Toward the end of his presidency, Bani Sadr had allied himself with the Sazman-i Mujahidin-i Khalq (Organization of People’s Strugglers; however, the group is commonly known in Iran as munafiqin,“hypocrites,” not mujahidin, because of its members’ hostility to the Islamic Republic). An organization with a tortuous ideological and political history, it had hoped, like Bani Sadr, to displace Imam Khumayni and capture power for itself. After Bani Sadr went into exile, members of the organization embarked on a campaign of assassinating government leaders in the hope that the Islamic Republic would collapse.

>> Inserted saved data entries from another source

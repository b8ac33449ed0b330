use std::sync::Arc;

use dioxus::prelude::*;

mod components;
mod database;
mod error;
mod models;
mod services;

use components::{ChannelScreen, NavigationBar, SettingsScreen};
use draft_attachments::{EditPostContext, UploadContext, UploadManager, UploadManagerConfig};
use services::draft_service::SqliteDraftStore;
use services::settings_service;

fn main() {
    init_logging();
    dioxus::launch(App);
}

fn init_logging() {
    #[cfg(target_os = "android")]
    android_logger::init_once(
        android_logger::Config::default().with_max_level(log::LevelFilter::Info),
    );

    #[cfg(not(target_os = "android"))]
    env_logger::init();
}

/// Screen navigation for the app
#[derive(Clone, PartialEq, Debug)]
pub enum Screen {
    Channel,
    Settings,
}

#[component]
fn App() -> Element {
    let mut current_screen = use_signal(|| Screen::Channel);

    use_context_provider(|| {
        let settings = database::init_database()
            .and_then(|conn| settings_service::load_server_settings(&conn))
            .unwrap_or_else(|e| {
                log::error!("Could not load server settings: {}", e);
                None
            });

        let (server_url, auth_token) = match settings {
            Some(s) => (s.server_url, s.auth_token),
            None => ("http://localhost:8065".to_string(), None),
        };

        let manager = UploadManager::new(UploadManagerConfig { auth_token });
        UploadContext::new(manager, server_url, Arc::new(SqliteDraftStore))
    });

    // Default context: not editing. Edit areas re-provide their own.
    use_context_provider(EditPostContext::default);

    rsx! {
        div { style: "display: flex; flex-direction: column; height: 100vh; font-family: sans-serif;",

            // Main Content
            div { style: "flex: 1; overflow-y: auto;",
                match current_screen() {
                    Screen::Channel => rsx! {
                        ChannelScreen {}
                    },
                    Screen::Settings => rsx! {
                        SettingsScreen {}
                    },
                }
            }

            // Bottom Navigation Bar
            NavigationBar {
                current_screen: current_screen(),
                on_navigate: move |screen| current_screen.set(screen),
            }
        }
    }
}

Even before Bani Sadr fled, a massive explosion had destroyed the headquarters of the Islamic Republic Party, killing more than seventy people including Ayatullah Bihishti. On August 30, 1981, Muhammad ‘Ali Raja’i, Bani Sadr’s successor as president, was killed in another explosion. Other assassinations followed over the next two years, including five Imam Jum’a’s as well as a host of lesser figures.

Throughout these disasters, Imam Khumayni maintained his customary composure, declaring, for example, after the assassination of Raja’i that the killings would change nothing and in fact showed Iran to be“the most stable country in the world,” given the ability of the government to continue functioning in an orderly manner.41 The fact that Iran was able to withstand such blows internally while continuing the war of defense against Iraq was indeed testimony to the roots the new order had struck and to the undiminished prestige of Imam Khumayni as the leader of the nation.

Ayatullah Khamna’i, a longtime associate and devotee of the Imam, was elected president on October 2, 1981, and he remained in this position until he succeeded him as leader of the Islamic Republic on his death in 1989. No governmental crises comparable to those of the first years of the Islamic Republic occurred during his tenure. Nonetheless, structural problems persisted. The constitution provided that legislation passed by the Majlis should be reviewed by a body of senior fuqaha’ known as the Council of Guardians (Shaura-yi Nagahban) to ensure its conformity with the provisions of Ja’fari fiqh.

This frequently led to a stalemate on a variety of important legislative issues. On at least two occasions, in October 1981 and January 1983, Hashimi- Rafsanjani, then chairman of the Majlis, requested the Imam to arbitrate decisively, drawing on the prerogatives inherent in the doctrine of Wilayat al-faqih, in order to break the deadlock. He was reluctant to do so, always preferring that a consensus should emerge.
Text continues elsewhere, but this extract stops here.